However, the CGIA does not apply to claims that trigger court's federal question jurisdiction where the defendant(s) cannot invoke Eleventh Amendment immunity. Martinez v. El Paso Cnty., 673 F.Supp. 1030, 1031 (D. Colo. 1987); Federspill v. Denver Pub. Schs., No. 17-CV-01480, 2018 WL 6051335, at *6 (D. Colo. Sept. 12, 2018) (unreported); see generally Lapides v. Bd. of Regents of Univ. Sys. of Ga., 535 U.S. 613, 618 (2002).
2. Analysis
i. Fair Housing Act Claims
At first, Housing Defendants asserted the Eleventh Amendment. See (Doc. # 16 at 5-11) (asserting immunity without citing the five-factor inquiry required to trigger the Eleventh Amendment); but see Sturdevant v. Paulsen, 218 F.3d 1160, 1166 (10th Cir. 2000) (“the inquiry . . . is whether [the entity] is more like a county or city than . . . like an arm of the state” (quotation omitted)). In their Reply, Housing Defendants added the missing case law but “defer[red] to th[is] Court” as to whether the Eleventh Amendment applies. (Doc. # 26 at 5.) The evidence before the Court shows that Housing Defendants answer directly to the City of Littleton, and none of that evidence suggests financial dependence on state funding. See (Docs. ## 16-1, 16-2, 16-3.) Nor have Housing Defendants meaningfully argued that the five-factor inquiry cuts in their favor. Consequently, Housing Defendants have not carried their burden of showing the Eleventh Amendment's applicability. Without the Eleventh Amendment, the Supremacy Clause places Ms. Trujillo's FHA claims beyond the CGIA's reach.
ii. State Law Claim
Ms. Trujillo's Colorado Fair Housing Act claim is a different matter. (Doc. # 1 at ¶¶ 32-35.) She insists that her claim does not sound in tort; instead, she analogizes it to the statutory civil rights claims raised in Elder. Compare (Doc. # 26 at 2-5), with (Doc. # 23 at 6-7), and (Doc. # 29 at 2-3). However, a civil rights statute that adds a remedy for discrimination via sexual assault does not erase sexual assault's history as a claim for which tort remedies were available. See generally Douglas D. Scherer, Tort Remedies for Victims of Domestic Abuse, 43 S.C. L. Rev. 543, 555-61 (1992) (reciting the torts that offer redress to sexual assault victims). Although Ms. Trujillo's claimed injury is technically discrimination, the discrimination occurred exclusively due to sexual assault-an injury that undoubtedly gives rise to claims that “could lie in tort.” Colo. Rev. Stat. § 24-10-106 (2022) (emphasis added). Her creative lawyering affects only the vehicle by which she pursues redress-it does not change the fact that her allegations of gender discrimination directly connect to a sexual assault. Thus, “the nature of the injury” remains tortious notwithstanding the form of Ms. Trujillo's Complaint which, as the Colorado Supreme Court has made clear, is not determinative. Robinson v. Colo. State Lottery Div., 477 P.3d 694, 1003 (Colo. 2008) (en banc); cf. Elder, 2020 CO at ¶ 24.

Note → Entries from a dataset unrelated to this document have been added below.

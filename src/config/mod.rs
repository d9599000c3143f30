mod settings;

pub use settings::{
    ApnsChannelSettings, ChannelSettings, FcmChannelSettings, ServiceSettings, Settings,
};
//! Transport channels and their factory.
//!
//! A [`PushChannel`] is one live connection to the gateway. The pool holds
//! many of them, each created through a [`ChannelFactory`]. The service is
//! generic over factories so callers can substitute their own transport; the
//! default is [`ApnsChannelFactory`].

mod apns;

pub use apns::{encode_frame, ApnsChannel};

use async_trait::async_trait;
use chrono::{DateTime, Utc};
use serde_json::Value;
use uuid::Uuid;

use crate::config::ChannelSettings;
use crate::error::{PushError, Result};

/// A single queued push notification.
#[derive(Debug, Clone)]
pub struct Notification {
    pub id: Uuid,
    /// Hex-encoded device token identifying the destination
    pub device_token: String,
    pub payload: Value,
    /// When the gateway may discard the notification if undelivered
    pub expiration: Option<DateTime<Utc>>,
}

impl Notification {
    pub fn new(device_token: impl Into<String>, payload: Value) -> Self {
        Self {
            id: Uuid::new_v4(),
            device_token: device_token.into(),
            payload,
            expiration: None,
        }
    }

    pub fn with_expiration(mut self, expiration: DateTime<Utc>) -> Self {
        self.expiration = Some(expiration);
        self
    }
}

/// One outbound transport connection to the notification gateway.
#[async_trait]
pub trait PushChannel: Send + Sync {
    async fn send(&self, notification: &Notification) -> Result<()>;

    /// Release the underlying connection. Called once, at worker exit.
    async fn close(&self);
}

/// Builds transport channels from variant-typed settings.
pub trait ChannelFactory: Send + Sync {
    fn create_channel(&self, settings: &ChannelSettings) -> Result<Box<dyn PushChannel>>;
}

/// Default factory for the APNS transport. Rejects settings of any other
/// variant before constructing anything.
#[derive(Debug, Default)]
pub struct ApnsChannelFactory;

impl ChannelFactory for ApnsChannelFactory {
    fn create_channel(&self, settings: &ChannelSettings) -> Result<Box<dyn PushChannel>> {
        match settings {
            ChannelSettings::Apns(apns) => Ok(Box::new(ApnsChannel::new(apns.clone()))),
            other => Err(PushError::ChannelSettingsMismatch {
                expected: "apns",
                got: other.variant_name(),
            }),
        }
    }
}

#[cfg(test)]
mod tests {
    use super::*;
    use crate::config::{ApnsChannelSettings, FcmChannelSettings};
    use serde_json::json;

    #[test]
    fn test_factory_accepts_matching_variant() {
        let factory = ApnsChannelFactory;
        let settings = ChannelSettings::Apns(ApnsChannelSettings::default());
        assert!(factory.create_channel(&settings).is_ok());
    }

    #[test]
    fn test_factory_rejects_wrong_variant() {
        let factory = ApnsChannelFactory;
        let settings = ChannelSettings::Fcm(FcmChannelSettings {
            server_key: "key".into(),
            endpoint: "https://example.invalid".into(),
        });
        match factory.create_channel(&settings) {
            Ok(_) => panic!("factory built a channel from mismatched settings"),
            Err(err) => assert!(matches!(
                err,
                PushError::ChannelSettingsMismatch {
                    expected: "apns",
                    got: "fcm"
                }
            )),
        }
    }

    #[test]
    fn test_notification_builder() {
        let n = Notification::new("ab01", json!({"aps": {"alert": "hi"}}));
        assert_eq!(n.device_token, "ab01");
        assert!(n.expiration.is_none());

        let expiry = Utc::now();
        let n = n.with_expiration(expiry);
        assert_eq!(n.expiration, Some(expiry));
    }
}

Although Ms. Trujillo correctly notes that the Colorado Supreme Court declined to apply the CGIA to the Colorado Anti-Discrimination Act claims in Elder v. Williams, this Court hesitates to extrapolate that case's reasoning to the instant case. See Elder v. Williams, 2020 CO 88, ¶¶ 5-8. Elder involved quintessential age discrimination factual allegations that were only actionable as civil rights claims. Ms. Trujillo's claims could proceed as a state civil rights claim, but not to the exclusion of other causes of action that lie in tort.
Because Ms. Trujillo's Colorado Fair Housing Act claim sounds in tort-namely because her claim arises from a sexual assault-the CGIA compels its dismissal.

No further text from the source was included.